HELD THAT:- In narrating the facts in the appeal memo, the appellant has stated that the said product was ‘Heat Processed and Grounded Bentonite’ having the property of absorbing moisture and by heat processing the water contents are removed to improve absorbent property of the said Bentonite clay. We need not analyze the issue of classification any further as the product imported by the appellant is more or less similar to the product considered by the Tribunal in KOMAL TRADING COMPANY VERSUS COMMISSIONER OF CUS. (IMPORT), MUMBAI [2014 (5) TMI 754 - CESTAT MUMBAI] where it was held that for the period from 1-2-2003 to 31-12-2006, activated Bentonite has to be classified under CTH 2508 10 90 (because of its specific inclusion in the tariff description). However, for the period prior to 1-2-2003 and from 1-1-2007 onwards, when there is no specific inclusion, in view of Note 1 to Chapter 25 which excludes products whose structure has undergone a change, the said product merits classification under CTH 3802 90 19.
Thus, the product Desiccants - MBD 99 is correctly classifiable under chapter sub-heading 38029019 of CTA, 1975.
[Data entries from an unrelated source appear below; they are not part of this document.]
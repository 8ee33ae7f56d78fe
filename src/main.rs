//! sluice-mux: loopback benchmark for the transport core.
//!
//! # Usage
//!
//! ```bash
//! sluice-mux --shards 16 --producers 8 --messages 10000 --log-level info
//! ```
//!
//! Environment variables can also be used:
//! - `SLUICE_MUX_SHARDS`: Write shards per connection
//! - `SLUICE_MUX_PRODUCERS`: Concurrent producers
//! - `RUST_LOG`: Log level (trace, debug, info, warn, error)

use sluice_mux::config::Config;
use sluice_mux::loopback::run_loopback;
use sluice_mux::observability::metrics::init_metrics_with_endpoint;
use sluice_mux::observability::tracing::init_tracing;

/// Print startup banner with version and configuration.
fn print_banner(config: &Config) {
    let version = env!("CARGO_PKG_VERSION");
    eprintln!(
        r#"
  sluice-mux v{} - loopback benchmark

  Configuration:
    Address:    {}:{}
    Shards:     {}
    Producers:  {} x {} frames of {} bytes
    Window:     {} bytes
    Log Level:  {}

  Press Ctrl+C to abort.
"#,
        version,
        config.host,
        config.port,
        config.shards,
        config.producers,
        config.messages,
        config.payload_size,
        config.window_size,
        config.log_level
    );
}

#[tokio::main]
async fn main() -> anyhow::Result<()> {
    let config = Config::parse_args();

    init_tracing(&config.log_level);
    init_metrics_with_endpoint(config.otel_endpoint.as_deref());

    print_banner(&config);

    tokio::select! {
        report = run_loopback(&config) => {
            let report = report?;
            tracing::info!(
                frames = report.frames,
                bytes = report.bytes,
                elapsed_ms = report.elapsed.as_secs_f64() * 1000.0,
                frames_per_sec = report.frames_per_second(),
                drain_passes = report.queue.drain_passes,
                flushes = report.queue.flushes,
                lock_conflicts = report.queue.lock_conflicts,
                window_updates = report.window_updates,
                "Loopback run complete"
            );
        }
        _ = tokio::signal::ctrl_c() => {
            tracing::info!("Received SIGINT (Ctrl+C), aborting");
        }
    }

    Ok(())
}
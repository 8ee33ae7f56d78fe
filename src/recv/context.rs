//! Per-call cancellation signal.

use std::sync::{Arc, OnceLock};
use std::time::Duration;

use tokio_util::sync::{CancellationToken, WaitForCancellationFuture};

use super::StreamError;

/// Cancellation state of one RPC call.
///
/// A done signal plus the reason it fired. Clones share state.
#[derive(Debug, Clone, Default)]
pub struct CallContext {
    token: CancellationToken,
    cause: Arc<OnceLock<StreamError>>,
}

impl CallContext {
    pub fn new() -> Self {
        Self::default()
    }

    /// Create a context that fires with `DeadlineExceeded` after `timeout`.
    ///
    /// # Panics
    ///
    /// Panics if called outside a tokio runtime.
    pub fn with_timeout(timeout: Duration) -> Self {
        let ctx = Self::new();
        let timer = ctx.clone();
        tokio::spawn(async move {
            tokio::select! {
                () = tokio::time::sleep(timeout) => timer.cancel_with(StreamError::DeadlineExceeded),
                () = timer.token.cancelled() => {}
            }
        });
        ctx
    }

    /// Cancel the call.
    pub fn cancel(&self) {
        self.cancel_with(StreamError::Canceled);
    }

    /// Cancel the call with a specific cause. The first cause wins.
    pub fn cancel_with(&self, cause: StreamError) {
        let _ = self.cause.set(cause);
        self.token.cancel();
    }

    /// Resolves once the call is canceled.
    pub fn done(&self) -> WaitForCancellationFuture<'_> {
        self.token.cancelled()
    }

    pub fn is_done(&self) -> bool {
        self.token.is_cancelled()
    }

    /// Why the call was canceled, or `None` while it is still live.
    pub fn err(&self) -> Option<StreamError> {
        if !self.token.is_cancelled() {
            return None;
        }
        Some(self.cause.get().cloned().unwrap_or(StreamError::Canceled))
    }
}

#[cfg(test)]
mod tests {
    use super::*;

    #[test]
    fn test_live_context_has_no_error() {
        let ctx = CallContext::new();
        assert!(!ctx.is_done());
        assert_eq!(ctx.err(), None);
    }

    #[test]
    fn test_first_cause_wins() {
        let ctx = CallContext::new();
        let clone = ctx.clone();
        clone.cancel();
        ctx.cancel_with(StreamError::DeadlineExceeded);
        assert!(ctx.is_done());
        assert_eq!(ctx.err(), Some(StreamError::Canceled));
    }

    #[tokio::test]
    async fn test_timeout_reports_deadline() {
        let ctx = CallContext::with_timeout(Duration::from_millis(20));
        ctx.done().await;
        assert_eq!(ctx.err(), Some(StreamError::DeadlineExceeded));
    }
}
Extended period of limitation - HELD THAT:- In the present case also, there is no suppression of facts or mis-declaration as all the relevant materials were submitted by the appellant at the time of import of goods for assessment. Accordingly, invoking extended period in confirming the demand is unsustainable.
The impugned order is upheld to the extent of confirming the classification of the imported goods under CTH 38029019. However, the demand confirmed invoking extended period of limitation and imposition of penalty and confiscation directed against the appellant are hereby set aside - Appeal allowed in part.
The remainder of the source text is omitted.